Because of frequent tardiness, Mike is fired from his job, and while watching more of Andromeda's video, he gets a call from his friend, John, asking him to hang out at a bar. Mike goes to the bar, leaving Andromeda to glare at him as he leaves. John does not show up at the bar and will not answer his phone, so Mike gets drunk alone, stumbles home, and vomits repeatedly. Unable to sleep, Mike pops in Andromeda's DVD, which now shows Andromeda with another bound and gagged man, who Mike is shocked to realize is John. Andromeda rapes John, bludgeons him with a hammer, and eats chunks of his brain matter. Mike believes what he saw was fake, until he is led to John's remains by images on his television, and a call from Andromeda.

Mike panics, and calls Carrie, and the police. Carrie does not believe Mike's story, and the 911 operator is doubtful as well, but promises Mike he will send a unit to his apartment. Back home, Mike's television is on, and is showing Andromeda molesting an unconscious Carrie, and slitting her throat. Mike destroys the DVD and unplugs the television, but it will not turn off. Andromeda then appears in the room, and seduces Mike, who asks "Do I have to die? I don't want this to end". Andromeda responds with "You're already dead" as it is revealed the two are on Mike's television, and Mike's mutilated body is lying on his couch. The officers called by Mike arrive at his apartment, but Mike's body is gone. Two detectives find Andromeda's DVD and magazine, and take them as evidence.

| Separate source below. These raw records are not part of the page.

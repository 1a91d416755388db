use serde::{Deserialize, Serialize};
use sqlx::{FromRow, PgPool};
use time::OffsetDateTime;
use uuid::Uuid;

/// Actor role. Immutable after registration; carried in session tokens.
#[derive(Debug, Clone, Copy, PartialEq, Eq, Serialize, Deserialize, sqlx::Type)]
#[serde(rename_all = "lowercase")]
#[sqlx(rename_all = "lowercase")]
pub enum Role {
    Student,
    Teacher,
    Hod,
}

impl Role {
    pub fn as_str(&self) -> &'static str {
        match self {
            Role::Student => "student",
            Role::Teacher => "teacher",
            Role::Hod => "hod",
        }
    }
}

impl std::fmt::Display for Role {
    fn fmt(&self, f: &mut std::fmt::Formatter<'_>) -> std::fmt::Result {
        f.write_str(self.as_str())
    }
}

/// User record as the handlers see it. The transient recovery columns
/// (`reset_token`/`reset_otp` and their expiries) are deliberately not
/// selected: they are written and consumed only by the recovery statements
/// below, never carried around in memory.
#[derive(Debug, Clone, Serialize, FromRow)]
pub struct User {
    pub id: Uuid,
    pub name: String,
    pub email: String,
    #[serde(skip_serializing)]
    pub password_hash: String,
    pub role: Role,
    pub roll_number: String,
    pub created_at: OffsetDateTime,
}

const USER_COLUMNS: &str = "id, name, email, password_hash, role, roll_number, created_at";

impl User {
    /// Find a user by email.
    pub async fn find_by_email(db: &PgPool, email: &str) -> anyhow::Result<Option<User>> {
        let user = sqlx::query_as::<_, User>(&format!(
            "SELECT {USER_COLUMNS} FROM users WHERE email = $1"
        ))
        .bind(email)
        .fetch_optional(db)
        .await?;
        Ok(user)
    }

    /// Resolve a roll number to a student. Non-student matches (placeholder
    /// roll numbers) are excluded in the query itself.
    pub async fn find_student_by_roll(
        db: &PgPool,
        roll_number: &str,
    ) -> anyhow::Result<Option<User>> {
        let user = sqlx::query_as::<_, User>(&format!(
            "SELECT {USER_COLUMNS} FROM users WHERE roll_number = $1 AND role = 'student'"
        ))
        .bind(roll_number)
        .fetch_optional(db)
        .await?;
        Ok(user)
    }

    /// Insert a new user. Email and roll-number uniqueness are enforced by
    /// the database; callers map the violated constraint to a conflict error.
    pub async fn create(
        db: &PgPool,
        name: &str,
        email: &str,
        password_hash: &str,
        role: Role,
        roll_number: &str,
    ) -> Result<User, sqlx::Error> {
        sqlx::query_as::<_, User>(&format!(
            "INSERT INTO users (name, email, password_hash, role, roll_number) \
             VALUES ($1, $2, $3, $4, $5) \
             RETURNING {USER_COLUMNS}"
        ))
        .bind(name)
        .bind(email)
        .bind(password_hash)
        .bind(role)
        .bind(roll_number)
        .fetch_one(db)
        .await
    }

    /// List users, optionally filtered by role.
    pub async fn list(db: &PgPool, role: Option<Role>) -> anyhow::Result<Vec<User>> {
        let users = sqlx::query_as::<_, User>(&format!(
            "SELECT {USER_COLUMNS} FROM users \
             WHERE ($1::text IS NULL OR role = $1) \
             ORDER BY created_at"
        ))
        .bind(role.map(|r| r.as_str()))
        .fetch_all(db)
        .await?;
        Ok(users)
    }

    /// Store a link-scheme recovery token with its expiry.
    pub async fn set_reset_token(
        db: &PgPool,
        user_id: Uuid,
        token: &str,
        expiry: OffsetDateTime,
    ) -> anyhow::Result<()> {
        sqlx::query("UPDATE users SET reset_token = $2, reset_token_expiry = $3 WHERE id = $1")
            .bind(user_id)
            .bind(token)
            .bind(expiry)
            .execute(db)
            .await?;
        Ok(())
    }

    /// Store an OTP-scheme recovery code with its expiry.
    pub async fn set_reset_otp(
        db: &PgPool,
        user_id: Uuid,
        otp: &str,
        expiry: OffsetDateTime,
    ) -> anyhow::Result<()> {
        sqlx::query("UPDATE users SET reset_otp = $2, reset_otp_expiry = $3 WHERE id = $1")
            .bind(user_id)
            .bind(otp)
            .bind(expiry)
            .execute(db)
            .await?;
        Ok(())
    }

    /// Replace the password for the user holding `token`, clearing the token
    /// pair in the same statement. Validation and consumption are one atomic
    /// write: a replayed token matches zero rows. Returns whether a row was
    /// updated; false means invalid, expired, or already used.
    pub async fn consume_reset_token(
        db: &PgPool,
        token: &str,
        password_hash: &str,
    ) -> anyhow::Result<bool> {
        let result = sqlx::query(
            "UPDATE users \
             SET password_hash = $2, reset_token = NULL, reset_token_expiry = NULL \
             WHERE reset_token = $1 AND reset_token_expiry > now()",
        )
        .bind(token)
        .bind(password_hash)
        .execute(db)
        .await?;
        Ok(result.rows_affected() > 0)
    }

    /// OTP counterpart of [`User::consume_reset_token`].
    pub async fn consume_reset_otp(
        db: &PgPool,
        email: &str,
        otp: &str,
        password_hash: &str,
    ) -> anyhow::Result<bool> {
        let result = sqlx::query(
            "UPDATE users \
             SET password_hash = $2, reset_otp = NULL, reset_otp_expiry = NULL \
             WHERE email = $1 AND reset_otp = $3 AND reset_otp_expiry > now()",
        )
        .bind(email)
        .bind(password_hash)
        .bind(otp)
        .execute(db)
        .await?;
        Ok(result.rows_affected() > 0)
    }
}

In a post-credits scene, a sex shop customer inquires about Andromeda. The clerk turns around, and is shown to be a gaunt Mike, who states "Oh yeah, Andromeda Strange. Yeah, she's hot as hell alright. She's definitely capable of pulling some weird and crazy shit. But hey, I've got to warn you about something... her video is definitely not for the weak hearted."

== Cast ==

- Robert Williams as Michael Brichums
- Jewels MacKenzie as Carrie
- Kristen Quitmeyer as Neighbor
- Travis Lee as John
- Gabe Messer as Pete
- Ashley Rees as Vicky
- Chris Spoto as Delivery Guy
- Caroline Pierce as Andromeda Strange
- Albin Kinsey as Naked Man
- David Kwitmire as Sam Langley/Customer
- Pete Arnold as Police Officer
- Kreg Kearley as Detective #1
- Roger Gobin as Detective #2

== Reception ==

Adult Video News gave Slaughter Disc a four out of five, though went on to write "this really is not a good movie" and "the most disturbing thing about it is that it contains a very definite anti-porn message". The same score was awarded by Digital Retribution, which said "it is the first movie I've seen that successfully merged horror with porn without becoming a farce or just awful". A grade of two was given by The Video Graveyard, which found the story interesting (if not explored as well as it could be) and stated "Even though the film has failed in the same area as others of its type, I have to admit that Slaughter Disc did manage to elicit a fair amount of suspense and had me wanting to know what was going to happen".

The Worldwide Celluloid Massacre called Slaughter Disc a dull and uninteresting film that was non-erotic porn and non-scary horror with mostly weak gore. The film was also heavily criticized by Soiled Sinema, which called it a boring and unarousing mess with poor image and sound quality, ultimately concluding "The horror world is already polluted with a dung heap of horrendous trash. Slaughter Disc is just another bag of garbage for the already putrid pile".